- **DATA RECORDS**:

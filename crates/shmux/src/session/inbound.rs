//! Receive path, run on the dispatcher thread.
//!
//! Each pass snapshots the receive queue's tail, reads the socket until it
//! would block, applies the frames in order and finally drains the queue up
//! to the snapshot. Frames carrying a watermark drain up to it first. A
//! sender finishes writing a fallback frame before it publishes anything
//! newer on the queue, so a queue entry below the snapshot never overtakes
//! a frame written before it.

use std::io::{self, Read};
use std::sync::atomic::Ordering;
use std::time::Instant;

use tracing::{debug, error, info, warn};

use super::{CloseReason, ReadSide, RestartPhase, SessionInner, SessionState};
use crate::metrics::SessionCounters;
use crate::poller::EventHandler;
use crate::protocol::{Event, MAX_FRAME_SIZE, RestartEvent, parse_frame, peek_frame_len};
use crate::queue::QueueElement;
use crate::stream::Chunk;
use crate::{Error, Result};

/// Bytes read from the socket per call.
const READ_CHUNK: usize = 64 * 1024;

/// Input buffered before frames are applied mid-read, as long as at least
/// one frame is complete or the pending header is bogus.
const MAX_BUFFERED_INPUT: usize = 4 * 1024 * 1024;

#[derive(Debug, Clone, Copy, PartialEq, Eq)]
enum ReadOutcome {
    /// The socket would block.
    Drained,
    /// The buffer limit was hit with more input pending.
    Full,
    /// The peer closed the connection.
    Eof,
}

#[derive(Debug, Clone, Copy, PartialEq, Eq)]
pub(super) enum Flow {
    Continue,
    /// The peer acknowledged our restart; stop reading.
    HandOff,
}

impl EventHandler for SessionInner {
    fn on_readable(&self) -> Result<()> {
        if self.is_closed() {
            return Err(Error::ConnectionClosed);
        }
        if self.handing_off.load(Ordering::Acquire) {
            // The rest of the input belongs to the successor.
            return Ok(());
        }
        let mut read = self.reader.lock();
        self.process_input(&mut read)
    }

    fn on_error(&self, err: Error) {
        if self.is_closed() {
            return;
        }
        let peer_restarting = matches!(*self.restart.lock(), RestartPhase::Peer { .. });
        let reason = match &err {
            Error::EventConn(_) | Error::Io(_) | Error::ConnectionClosed => {
                SessionCounters::incr(&self.counters.event_conn_error);
                if peer_restarting {
                    CloseReason::RestartFailed
                } else {
                    CloseReason::ConnectionLost
                }
            }
            _ => CloseReason::Protocol,
        };
        if peer_restarting {
            SessionCounters::incr(&self.counters.hot_restart_error);
        }
        if reason == CloseReason::Protocol {
            error!(session = self.id, error = %err, "protocol failure");
        } else {
            debug!(session = self.id, error = %err, "control connection failed");
        }
        self.shutdown(reason);
    }

    fn on_tick(&self, now: Instant) {
        let expired = matches!(
            *self.restart.lock(),
            RestartPhase::Peer { deadline, .. } if now >= deadline
        );
        if expired {
            SessionCounters::incr(&self.counters.hot_restart_error);
            warn!(session = self.id, "peer did not finish its restart in time");
            self.shutdown(CloseReason::RestartFailed);
            return;
        }
        self.maybe_emit_metrics(now);
    }
}

impl SessionInner {
    /// Read and apply everything available on the connection.
    pub(crate) fn process_input(&self, read: &mut ReadSide) -> Result<()> {
        loop {
            self.consumer.lock().begin_drain();
            let bound = self.recv_queue.tail();
            let outcome = read_available(read)?;

            while let Some(event) = parse_frame(&mut read.buf)? {
                if self.handle_event(event)? == Flow::HandOff {
                    self.consumer.lock().end_drain();
                    return Ok(());
                }
            }
            match outcome {
                ReadOutcome::Eof => {
                    return Err(Error::EventConn(
                        "peer closed the control connection".to_string(),
                    ));
                }
                // A frame may be cut in half; wait for the rest before
                // trusting the snapshot.
                ReadOutcome::Full => continue,
                ReadOutcome::Drained => self.drain_to(bound)?,
            }
            if !self.consumer.lock().end_drain() {
                return Ok(());
            }
        }
    }

    fn handle_event(&self, event: Event) -> Result<Flow> {
        match event {
            Event::Polling => {
                SessionCounters::incr(&self.counters.receive_sync_event);
            }
            Event::FallbackData {
                stream_id,
                watermark,
                data,
            } => {
                self.drain_to_watermark(watermark)?;
                SessionCounters::incr(&self.counters.fallback_read);
                SessionCounters::add(&self.counters.in_flow_bytes, data.len() as u64);
                self.deliver(stream_id, Chunk::Inline(data));
            }
            Event::StreamClose {
                stream_id,
                watermark,
            } => {
                self.drain_to_watermark(watermark)?;
                self.on_remote_close(stream_id)?;
            }
            Event::HotRestart(ev) => self.on_peer_restart(ev)?,
            Event::HotRestartAck(ev) => return self.on_restart_ack(ev),
            Event::HotRestartDone(ev) => self.on_peer_restart_done(ev)?,
            other @ (Event::ExchangeProtoVersion { .. }
            | Event::ShareMemoryByFilePath(_)
            | Event::AckShareMemory) => {
                return Err(Error::Protocol(format!(
                    "unexpected {:?} on an established session",
                    other.event_type()
                )));
            }
        }
        Ok(Flow::Continue)
    }

    /// Drain until the peer's `watermark` (low 32 bits of its send tail) is
    /// reached.
    fn drain_to_watermark(&self, watermark: u32) -> Result<()> {
        let head = self.consumer.lock().head();
        let ahead = watermark.wrapping_sub(head as u32) as i32;
        if ahead > 0 {
            self.drain_to(head + ahead as u64)?;
        }
        Ok(())
    }

    /// Deliver queue entries until the head reaches `limit`.
    fn drain_to(&self, limit: u64) -> Result<()> {
        let mut consumer = self.consumer.lock();
        while consumer.head() < limit {
            match consumer.try_dequeue()? {
                Some(element) => self.deliver_element(element)?,
                None => {
                    return Err(Error::Protocol(format!(
                        "receive queue ends at {} before watermark {limit}",
                        consumer.head()
                    )));
                }
            }
        }
        Ok(())
    }

    fn deliver_element(&self, element: QueueElement) -> Result<()> {
        let buf = self.buffers.claim(element.descriptor)?;
        SessionCounters::add(&self.counters.in_flow_bytes, buf.len() as u64);
        self.deliver(element.stream_id, Chunk::Shm { buf, pos: 0 });
        Ok(())
    }

    fn deliver(&self, stream_id: u32, chunk: Chunk) {
        let stream = {
            let mut table = self.streams.lock();
            if self.is_closed() {
                return;
            }
            match table.streams.get(&stream_id).cloned() {
                Some(stream) => stream,
                None if self.role.opens(stream_id) => {
                    debug!(session = self.id, stream = stream_id, "data for released stream dropped");
                    return;
                }
                None => self.insert_peer_stream(&mut table, stream_id),
            }
        };
        if !stream.push(chunk) {
            debug!(session = self.id, stream = stream_id, "data for closed stream dropped");
        }
    }

    fn on_remote_close(&self, stream_id: u32) -> Result<()> {
        let stream = self.streams.lock().streams.get(&stream_id).cloned();
        match stream {
            Some(stream) => {
                if stream.mark_remote_closed() {
                    self.release_stream(stream_id);
                }
            }
            None if self.role.opens(stream_id) => {
                warn!(session = self.id, stream = stream_id, "close for unknown stream");
            }
            None => {
                // The peer opened and closed the stream without writing;
                // answer so it can reuse the id.
                let watermark = self.producer.lock().tail() as u32;
                self.send_control(&Event::StreamClose {
                    stream_id,
                    watermark,
                })?;
            }
        }
        Ok(())
    }

    fn on_peer_restart(&self, ev: RestartEvent) -> Result<()> {
        {
            let mut phase = self.restart.lock();
            if *phase != RestartPhase::Idle {
                return Err(Error::Protocol(format!(
                    "peer restart {} while in {:?}",
                    ev.epoch, *phase
                )));
            }
            *phase = RestartPhase::Peer {
                epoch: ev.epoch,
                deadline: Instant::now() + self.config.hot_restart_timeout,
            };
        }
        self.transition(SessionState::Established, SessionState::Restarting);
        info!(session = self.id, epoch = ev.epoch, "peer is restarting");
        self.send_control(&Event::HotRestartAck(ev))
    }

    fn on_restart_ack(&self, ev: RestartEvent) -> Result<Flow> {
        {
            let mut phase = self.restart.lock();
            match &mut *phase {
                RestartPhase::Local { epoch, acked } if *epoch == ev.epoch => *acked = true,
                other => {
                    return Err(Error::Protocol(format!(
                        "unexpected restart ack {} in {other:?}",
                        ev.epoch
                    )));
                }
            }
            self.handing_off.store(true, Ordering::Release);
            self.restart_cv.notify_all();
        }
        self.deregister();
        debug!(session = self.id, epoch = ev.epoch, "restart acknowledged");
        Ok(Flow::HandOff)
    }

    fn on_peer_restart_done(&self, ev: RestartEvent) -> Result<()> {
        {
            let mut phase = self.restart.lock();
            match *phase {
                RestartPhase::Peer { epoch, .. } if epoch == ev.epoch => {
                    *phase = RestartPhase::Idle;
                }
                other => {
                    return Err(Error::Protocol(format!(
                        "unexpected restart completion {} in {other:?}",
                        ev.epoch
                    )));
                }
            }
        }
        self.transition(SessionState::Restarting, SessionState::Established);
        SessionCounters::incr(&self.counters.hot_restart_success);
        info!(session = self.id, epoch = ev.epoch, "peer restart completed");
        Ok(())
    }
}

/// Read until the socket would block, the buffer limit is hit or EOF.
fn read_available(read: &mut ReadSide) -> Result<ReadOutcome> {
    loop {
        if read.buf.len() >= MAX_BUFFERED_INPUT
            && peek_frame_len(&read.buf)
                .is_none_or(|len| len <= read.buf.len() || len > MAX_FRAME_SIZE as usize)
        {
            return Ok(ReadOutcome::Full);
        }
        let start = read.buf.len();
        read.buf.resize(start + READ_CHUNK, 0);
        let result = read.conn.read(&mut read.buf[start..]);
        match result {
            Ok(0) => {
                read.buf.truncate(start);
                return Ok(ReadOutcome::Eof);
            }
            Ok(n) => read.buf.truncate(start + n),
            Err(e) => {
                read.buf.truncate(start);
                match e.kind() {
                    io::ErrorKind::WouldBlock => return Ok(ReadOutcome::Drained),
                    io::ErrorKind::Interrupted => {}
                    _ => return Err(Error::EventConn(format!("read failed: {e}"))),
                }
            }
        }
    }
}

- **WHAT THE TASK REQUIRES**: Return only the part of the records above that opens with the line containing "queue ends at" and closes with the line containing "buf, pos: 0", ends included.

- **FINISHED TASK**:
                        "receive queue ends at {} before watermark {limit}",
                        consumer.head()
                    )));
                }
            }
        }
        Ok(())
    }

    fn deliver_element(&self, element: QueueElement) -> Result<()> {
        let buf = self.buffers.claim(element.descriptor)?;
        SessionCounters::add(&self.counters.in_flow_bytes, buf.len() as u64);
        self.deliver(element.stream_id, Chunk::Shm { buf, pos: 0 });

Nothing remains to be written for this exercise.